(Stored data entries)
########
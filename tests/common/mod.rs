#![allow(dead_code)]

use std::net::SocketAddr;
use std::sync::Arc;

use async_trait::async_trait;
use reqwest::{Client, StatusCode};
use serde_json::{json, Value};
use sqlx::postgres::PgPoolOptions;
use uuid::Uuid;

use bookings::config::Config;
use bookings::db::{
    DocumentQuery, DocumentStore, MemoryDocumentStore, PgDocumentStore, StoreError,
};

/// A running test server instance.
pub struct TestApp {
    pub addr: SocketAddr,
    pub store: Arc<dyn DocumentStore>,
    pub config: Config,
    pub client: Client,
}

impl TestApp {
    pub fn url(&self, path: &str) -> String {
        format!("http://{}{}", self.addr, path)
    }

    /// POST a JSON body, return (body, status).
    pub async fn post_json(&self, path: &str, body: &Value) -> (Value, StatusCode) {
        let resp = self
            .client
            .post(self.url(path))
            .json(body)
            .send()
            .await
            .expect("post request failed");
        let status = resp.status();
        let body: Value = resp.json().await.unwrap_or(json!(null));
        (body, status)
    }

    /// GET a path, return (body, status).
    pub async fn get_json(&self, path: &str) -> (Value, StatusCode) {
        let resp = self
            .client
            .get(self.url(path))
            .send()
            .await
            .expect("get request failed");
        let status = resp.status();
        let body: Value = resp.json().await.unwrap_or(json!(null));
        (body, status)
    }

    /// Create a user, return the user JSON.
    pub async fn add_user(&self, name: &str, email: &str) -> Value {
        let (body, status) = self
            .post_json("/AddUser", &json!({ "name": name, "email": email }))
            .await;
        assert_eq!(status, StatusCode::CREATED, "add user failed: {body}");
        body
    }

    /// Create an appointment with the default duration, return its JSON.
    pub async fn add_appointment(&self, user_id: &str, client_name: &str, start: &str) -> Value {
        let (body, status) = self
            .post_json(
                "/AddAppointment",
                &json!({ "user_id": user_id, "client_name": client_name, "start_time": start }),
            )
            .await;
        assert_eq!(status, StatusCode::CREATED, "add appointment failed: {body}");
        body
    }
}

/// Spawn a test app backed by an in-memory document store.
pub async fn spawn_app() -> TestApp {
    spawn_with_store(Arc::new(MemoryDocumentStore::new()), Config::in_memory()).await
}

/// Spawn a test app whose store fails every operation.
pub async fn spawn_failing_app() -> TestApp {
    spawn_with_store(Arc::new(FailingStore), Config::in_memory()).await
}

pub async fn spawn_with_store(store: Arc<dyn DocumentStore>, config: Config) -> TestApp {
    let app = bookings::build_app(store.clone(), config.clone());

    // Bind to random port
    let listener = tokio::net::TcpListener::bind("127.0.0.1:0")
        .await
        .expect("Failed to bind to random port");
    let addr = listener.local_addr().unwrap();

    tokio::spawn(async move {
        axum::serve(listener, app).await.expect("Server failed");
    });

    TestApp {
        addr,
        store,
        config,
        client: Client::new(),
    }
}

/// Store that rejects everything, for exercising the 500 paths.
pub struct FailingStore;

#[async_trait]
impl DocumentStore for FailingStore {
    async fn create(&self, _: &str, _: &str, _: &Value) -> Result<(), StoreError> {
        Err(StoreError::Database(sqlx::Error::PoolTimedOut))
    }

    async fn query(&self, _: &str, _: &DocumentQuery) -> Result<Vec<Value>, StoreError> {
        Err(StoreError::Database(sqlx::Error::PoolTimedOut))
    }
}

/// A PostgreSQL-backed store in a fresh temporary database.
pub struct TestDatabase {
    pub store: PgDocumentStore,
    pub db_name: String,
    admin_url: String,
}

/// Create a fresh test database, or `None` when `DATABASE_URL` is not set.
pub async fn spawn_database() -> Option<TestDatabase> {
    let _ = dotenvy::dotenv();

    let base_url = std::env::var("DATABASE_URL").ok()?;

    let db_name = format!("bookings_test_{}", Uuid::new_v4().simple());

    let admin_url = base_url
        .rsplit_once('/')
        .map(|(base, _)| format!("{base}/postgres"))
        .unwrap_or_else(|| base_url.clone());

    let admin_pool = PgPoolOptions::new()
        .max_connections(2)
        .connect(&admin_url)
        .await
        .expect("Failed to connect to postgres for test DB creation");

    sqlx::query(&format!("CREATE DATABASE \"{db_name}\""))
        .execute(&admin_pool)
        .await
        .expect("Failed to create test database");

    admin_pool.close().await;

    let test_url = base_url
        .rsplit_once('/')
        .map(|(base, _)| format!("{base}/{db_name}"))
        .unwrap_or_else(|| base_url.clone());

    let pool = PgPoolOptions::new()
        .max_connections(5)
        .connect(&test_url)
        .await
        .expect("Failed to connect to test database");

    sqlx::migrate!("./migrations")
        .run(&pool)
        .await
        .expect("Failed to run migrations on test database");

    Some(TestDatabase {
        store: PgDocumentStore::new(pool),
        db_name,
        admin_url,
    })
}

/// Spawn a test app on top of a fresh PostgreSQL database.
pub async fn spawn_pg_app() -> Option<(TestApp, TestDatabase)> {
    let db = spawn_database().await?;
    let app = spawn_with_store(Arc::new(db.store.clone()), Config::in_memory()).await;
    Some((app, db))
}

/// Drop the test database.
pub async fn cleanup(db: TestDatabase) {
    db.store.pool().close().await;

    let admin_pool = PgPoolOptions::new()
        .max_connections(2)
        .connect(&db.admin_url)
        .await
        .expect("Failed to connect for cleanup");

    let _ = sqlx::query(&format!(
        "DROP DATABASE IF EXISTS \"{}\" WITH (FORCE)",
        db.db_name
    ))
    .execute(&admin_pool)
    .await;

    admin_pool.close().await;
}

pub fn assert_cors(headers: &reqwest::header::HeaderMap) {
    assert_eq!(headers["access-control-allow-origin"], "*");
    assert_eq!(headers["access-control-allow-methods"], "GET, POST, OPTIONS");
    assert_eq!(headers["access-control-allow-headers"], "Content-Type");
}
########
**TO DO:** Filter on the word "PgDocumentStore": copy each matching line from the entries above.

**WORKED SOLUTION:**
    DocumentQuery, DocumentStore, MemoryDocumentStore, PgDocumentStore, StoreError,
    pub store: PgDocumentStore,
        store: PgDocumentStore::new(pool),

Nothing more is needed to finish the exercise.